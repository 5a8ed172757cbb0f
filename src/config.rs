use serde::{Deserialize, Serialize};
use std::path::PathBuf;

/// Runtime configuration.
///
/// Every detection threshold is tuned for a 1080p-class capture of the
/// collection screen with the default card skin. Other resolutions need their
/// own values; nothing here is rescaled from the frame size.
#[derive(Debug, Clone, Default, Serialize, Deserialize)]
#[serde(default)]
pub struct Config {
    pub database: DatabaseConfig,
    pub paths: PathsConfig,
    pub detection: DetectionConfig,
    pub calibration: CalibrationConfig,
    pub verification: VerificationConfig,
    pub identification: IdentificationConfig,
    pub pips: PipsConfig,
    pub scan: ScanConfig,
}

#[derive(Debug, Clone, Serialize, Deserialize)]
#[serde(default)]
pub struct DatabaseConfig {
    pub url: String,
}

#[derive(Debug, Clone, Serialize, Deserialize)]
#[serde(default)]
pub struct PathsConfig {
    pub data_dir: PathBuf,
    pub calibration_file: PathBuf,
    pub collection_csv: PathBuf,
    pub metrics_file: PathBuf,
    /// Directory of page screenshots to replay. Nothing is scanned without it.
    pub frames_dir: Option<PathBuf>,
    /// Where each scanned page is saved with its card and title boxes drawn.
    pub annotated_frames_dir: Option<PathBuf>,
}

#[derive(Debug, Clone, Serialize, Deserialize)]
#[serde(default)]
pub struct DetectionConfig {
    pub blur_sigma: f32,
    pub canny_low: f32,
    pub canny_high: f32,
    /// Chebyshev radius of the dilation; 2 is a 5x5 square.
    pub dilate_radius: u8,
    pub min_area: u64,
    pub max_area: u64,
    pub min_aspect: f32,
    pub max_aspect: f32,
    /// Allowed band for a box's top edge, as fractions of frame height.
    pub min_top_fraction: f32,
    pub max_top_fraction: f32,
    pub nms_iou: f32,
    pub max_boxes: usize,
}

#[derive(Debug, Clone, Serialize, Deserialize)]
#[serde(default)]
pub struct CalibrationConfig {
    pub min_auto_boxes: usize,
    pub tiles_per_row: usize,
}

#[derive(Debug, Clone, Serialize, Deserialize)]
#[serde(default)]
pub struct VerificationConfig {
    pub iou_threshold: f32,
    pub min_matches: usize,
}

#[derive(Debug, Clone, Serialize, Deserialize)]
#[serde(default)]
pub struct IdentificationConfig {
    pub max_hash_distance: u32,
    pub lookup_base_url: String,
    pub lookup_timeout_secs: u64,
    pub tesseract_path: PathBuf,
    /// Settle time between moving the pointer and capturing the hover preview.
    pub hover_delay_ms: u64,
    pub secondary_capture: bool,
}

#[derive(Debug, Clone, Serialize, Deserialize)]
#[serde(default)]
pub struct PipsConfig {
    pub dark_threshold: u8,
    pub min_area: u32,
    pub max_area: u32,
    pub min_aspect: f32,
    pub max_aspect: f32,
    pub max_pips: u32,
}

#[derive(Debug, Clone, Serialize, Deserialize)]
#[serde(default)]
pub struct ScanConfig {
    pub recalibrate: bool,
    pub max_pages: usize,
    pub page_settle_ms: u64,
    pub obstruction_retry_ms: u64,
    /// `None` keeps waiting for an obstruction to clear forever on a live
    /// screen. Replayed frames never change, so they fall back to
    /// [`REPLAY_OBSTRUCTION_RETRIES`].
    pub max_obstruction_retries: Option<u32>,
}

pub const REPLAY_OBSTRUCTION_RETRIES: u32 = 3;

impl Default for DatabaseConfig {
    fn default() -> Self {
        Self {
            url: "sqlite://data/cache.sqlite3".to_string(),
        }
    }
}

impl Default for PathsConfig {
    fn default() -> Self {
        let data_dir = PathBuf::from("data");
        Self {
            calibration_file: data_dir.join("calibration.json"),
            collection_csv: data_dir.join("collection.csv"),
            metrics_file: data_dir.join("metrics.prom"),
            frames_dir: None,
            annotated_frames_dir: Some(data_dir.join("frames")),
            data_dir,
        }
    }
}

impl Default for DetectionConfig {
    fn default() -> Self {
        Self {
            blur_sigma: 1.1,
            canny_low: 70.0,
            canny_high: 170.0,
            dilate_radius: 2,
            min_area: 40_000,
            max_area: 300_000,
            min_aspect: 0.6,
            max_aspect: 0.9,
            min_top_fraction: 0.12,
            max_top_fraction: 0.92,
            nms_iou: 0.2,
            max_boxes: 12,
        }
    }
}

impl Default for CalibrationConfig {
    fn default() -> Self {
        Self {
            min_auto_boxes: 10,
            tiles_per_row: 6,
        }
    }
}

impl Default for VerificationConfig {
    fn default() -> Self {
        Self {
            iou_threshold: 0.55,
            min_matches: 10,
        }
    }
}

impl Default for IdentificationConfig {
    fn default() -> Self {
        Self {
            max_hash_distance: 5,
            lookup_base_url: "https://api.scryfall.com".to_string(),
            lookup_timeout_secs: 10,
            tesseract_path: PathBuf::from("tesseract"),
            hover_delay_ms: 250,
            secondary_capture: false,
        }
    }
}

impl Default for PipsConfig {
    fn default() -> Self {
        Self {
            dark_threshold: 60,
            min_area: 10,
            max_area: 300,
            min_aspect: 0.6,
            max_aspect: 1.6,
            max_pips: 4,
        }
    }
}

impl Default for ScanConfig {
    fn default() -> Self {
        Self {
            recalibrate: false,
            max_pages: 500,
            page_settle_ms: 400,
            obstruction_retry_ms: 1000,
            max_obstruction_retries: None,
        }
    }
}

impl ScanConfig {
    /// Retry cap for a frame source; only a live screen may wait forever.
    pub fn obstruction_retry_limit(&self, live: bool) -> Option<u32> {
        match self.max_obstruction_retries {
            Some(max) => Some(max),
            None if live => None,
            None => Some(REPLAY_OBSTRUCTION_RETRIES),
        }
    }
}

impl Config {
    /// Defaults, then `arenascan.toml` if present, then `ARENASCAN__*`
    /// environment variables (e.g. `ARENASCAN__SCAN__MAX_PAGES=20`).
    pub fn load() -> anyhow::Result<Self> {
        let settings = config::Config::builder()
            .add_source(config::Config::try_from(&Self::default())?)
            .add_source(config::File::with_name("arenascan").required(false))
            .add_source(
                config::Environment::with_prefix("ARENASCAN")
                    .separator("__")
                    .try_parsing(true),
            )
            .build()?;

        Ok(settings.try_deserialize()?)
    }
}
use anyhow::{Context, Result};
use image::imageops::FilterType;
use image::{Rgb, RgbImage};
use imageproc::drawing::draw_hollow_rect_mut;
use sha2::{Digest, Sha256};
use std::path::Path;
use std::sync::Arc;
use std::time::Duration;
use tracing::{debug, info, warn};

use super::box_detector::BoxDetector;
use super::calibration::{CalibrationInput, LayoutCalibrator};
use super::collaborators::{FrameSource, PageTurner};
use super::geometry::Rect;
use super::identification::IdentificationCascade;
use super::pips::PipCounter;
use super::tile::{Tile, TileSet};
use super::verifier::{
    LayoutState, LayoutVerifier, ObstructionHandler, ObstructionMonitor, RetryPolicy,
};
use crate::config::Config;
use crate::db::Database;
use crate::metrics;
use crate::models::{PageSummary, ScanStats};

const SIGNATURE_SIZE: (u32, u32) = (64, 16);
const SIGNATURE_HEX_LEN: usize = 16;
const CARD_BOX_COLOR: Rgb<u8> = Rgb([0, 255, 0]);
const TITLE_BOX_COLOR: Rgb<u8> = Rgb([255, 0, 0]);

/// Walks the collection page by page: verify the grid, identify every tile,
/// record what was found, turn the page. Stops once the view wraps back to
/// the first page.
pub struct ScanSession {
    config: Config,
    db: Database,
    calibrator: LayoutCalibrator,
    verifier: LayoutVerifier,
    cascade: IdentificationCascade,
    pips: PipCounter,
    frames: Arc<dyn FrameSource>,
    pages: Arc<dyn PageTurner>,
}

impl ScanSession {
    pub fn new(
        config: Config,
        db: Database,
        cascade: IdentificationCascade,
        frames: Arc<dyn FrameSource>,
        pages: Arc<dyn PageTurner>,
    ) -> Self {
        let detector = BoxDetector::new(config.detection.clone());
        Self {
            calibrator: LayoutCalibrator::new(detector.clone(), config.calibration.clone()),
            verifier: LayoutVerifier::new(detector, config.verification.clone()),
            pips: PipCounter::new(config.pips.clone()),
            config,
            db,
            cascade,
            frames,
            pages,
        }
    }

    /// Obstruction policy for this session's frame source. A still source
    /// gets a bounded number of retries even when the config sets none.
    pub fn retry_policy(&self) -> RetryPolicy {
        RetryPolicy::new(
            self.config
                .scan
                .obstruction_retry_limit(self.frames.is_live()),
        )
    }

    /// Reuses the saved calibration unless `recalibrate` is set or the file
    /// is unusable. A new tile set is only written once calibration succeeds.
    pub async fn prepare_layout<I: CalibrationInput>(
        &self,
        input: &mut I,
        recalibrate: bool,
    ) -> Result<TileSet> {
        let path = &self.config.paths.calibration_file;
        if !recalibrate && path.exists() {
            match TileSet::load(path) {
                Ok(tiles) => {
                    info!("Loaded {} tiles from {}", tiles.len(), path.display());
                    return Ok(tiles);
                }
                Err(e) => warn!("Ignoring calibration file {}: {}", path.display(), e),
            }
        }

        let frame = self.capture().await?;
        let tiles = self.calibrator.calibrate(&frame, input)?;
        tiles.save(path)?;
        Ok(tiles)
    }

    pub async fn run<H: ObstructionHandler>(
        &self,
        tiles: &TileSet,
        handler: &mut H,
    ) -> Result<ScanStats> {
        let mut stats = ScanStats::default();
        let mut first_signature: Option<String> = None;
        let settle = Duration::from_millis(self.config.scan.page_settle_ms);

        while stats.pages < self.config.scan.max_pages {
            let Some(frame) = self.wait_for_layout(tiles, handler).await? else {
                warn!("Scan aborted on page {}: card grid stayed obstructed", stats.pages + 1);
                break;
            };

            let signature = page_signature(&frame, tiles);
            if stats.pages > 0 && signature.is_some() && signature == first_signature {
                info!("Back on the first page after {} pages", stats.pages);
                break;
            }
            if first_signature.is_none() {
                first_signature = signature;
            }

            if let Some(dir) = &self.config.paths.annotated_frames_dir {
                if let Err(e) = save_annotated_page(dir, stats.pages, &frame, tiles).await {
                    warn!("Failed to save annotated page {}: {}", stats.pages, e);
                }
            }

            let summary = self.process_page(&frame, tiles).await?;
            stats.pages += 1;
            stats.tiles_identified += summary.identified;
            stats.tiles_unidentified += summary.unidentified;
            metrics::record_page_scanned();
            info!(
                "Page {}: {} identified, {} unidentified",
                stats.pages, summary.identified, summary.unidentified
            );

            self.db
                .write_collection_csv(&self.config.paths.collection_csv)
                .await?;

            let pages = Arc::clone(&self.pages);
            tokio::task::spawn_blocking(move || pages.next_page())
                .await?
                .context("Failed to turn page")?;
            tokio::time::sleep(settle).await;
        }

        info!(
            "Scan finished: {} pages, {} tiles identified, {} unidentified",
            stats.pages, stats.tiles_identified, stats.tiles_unidentified
        );
        Ok(stats)
    }

    /// Captures until the calibrated grid is visible. `None` means the
    /// handler gave up.
    async fn wait_for_layout<H: ObstructionHandler>(
        &self,
        tiles: &TileSet,
        handler: &mut H,
    ) -> Result<Option<RgbImage>> {
        let retry = Duration::from_millis(self.config.scan.obstruction_retry_ms);
        let mut monitor = ObstructionMonitor::default();

        loop {
            let frame = self.capture().await?;
            let report = self.verifier.verify(&frame, tiles);
            match monitor.observe(&report, handler) {
                LayoutState::Verified => return Ok(Some(frame)),
                LayoutState::Obstructed { .. } => {
                    metrics::record_obstruction();
                    tokio::time::sleep(retry).await;
                }
                LayoutState::Aborted => {
                    metrics::record_obstruction();
                    return Ok(None);
                }
            }
        }
    }

    async fn process_page(&self, frame: &RgbImage, tiles: &TileSet) -> Result<PageSummary> {
        let mut summary = PageSummary::default();
        let allow_secondary = self.config.identification.secondary_capture;

        for (index, tile) in tiles.iter().enumerate() {
            let owned = self.pips.count(&tile.dots.crop(frame));
            match self.cascade.identify(frame, tile, allow_secondary).await {
                Some(identity) => {
                    debug!("Tile {}: {} x{}", index, identity.name, owned);
                    self.db
                        .upsert_collection(&identity.name, owned, Some(&identity))
                        .await?;
                    summary.identified += 1;
                }
                None => {
                    warn!("Tile {} could not be identified ({} owned)", index, owned);
                    summary.unidentified += 1;
                }
            }
        }
        Ok(summary)
    }

    async fn capture(&self) -> Result<RgbImage> {
        let frames = Arc::clone(&self.frames);
        tokio::task::spawn_blocking(move || frames.capture())
            .await?
            .context("Failed to capture frame")
    }
}

/// Copy of `frame` with every card box in green and every title box in red,
/// two pixels wide.
pub fn annotate_page(frame: &RgbImage, tiles: &TileSet) -> RgbImage {
    let mut canvas = frame.clone();
    for tile in tiles {
        outline(&mut canvas, &tile.card, CARD_BOX_COLOR);
        outline(&mut canvas, &tile.title, TITLE_BOX_COLOR);
    }
    canvas
}

fn outline(canvas: &mut RgbImage, rect: &Rect, color: Rgb<u8>) {
    for inset in 0..2u32 {
        if rect.width <= 2 * inset || rect.height <= 2 * inset {
            break;
        }
        draw_hollow_rect_mut(
            canvas,
            imageproc::rect::Rect::at((rect.x + inset) as i32, (rect.y + inset) as i32)
                .of_size(rect.width - 2 * inset, rect.height - 2 * inset),
            color,
        );
    }
}

/// Writes `page_NNNN.png` under `dir`.
async fn save_annotated_page(
    dir: &Path,
    index: usize,
    frame: &RgbImage,
    tiles: &TileSet,
) -> Result<()> {
    let annotated = annotate_page(frame, tiles);
    let path = dir.join(format!("page_{:04}.png", index));
    tokio::fs::create_dir_all(dir).await?;
    tokio::task::spawn_blocking(move || {
        annotated
            .save(&path)
            .with_context(|| format!("Failed to write {}", path.display()))
    })
    .await??;
    Ok(())
}

/// Short fingerprint of a page: SHA-256 over the first tile's title,
/// downscaled so capture noise does not change it.
pub fn page_signature(frame: &RgbImage, tiles: &TileSet) -> Option<String> {
    let first: &Tile = tiles.get(0)?;
    let title = image::imageops::grayscale(&first.title.crop(frame));
    let small = image::imageops::resize(
        &title,
        SIGNATURE_SIZE.0,
        SIGNATURE_SIZE.1,
        FilterType::Triangle,
    );

    let digest = Sha256::digest(small.as_raw());
    let mut signature = hex::encode(digest);
    signature.truncate(SIGNATURE_HEX_LEN);
    Some(signature)
}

────────

Look above for the line with "let Some(frame) = self.wait_for_layout(tiles, handler).await?" and the line with "if stats.pages >", and reproduce exactly those two lines plus every line between, nothing more.

            let Some(frame) = self.wait_for_layout(tiles, handler).await? else {
                warn!("Scan aborted on page {}: card grid stayed obstructed", stats.pages + 1);
                break;
            };

            let signature = page_signature(&frame, tiles);
            if stats.pages > 0 && signature.is_some() && signature == first_signature {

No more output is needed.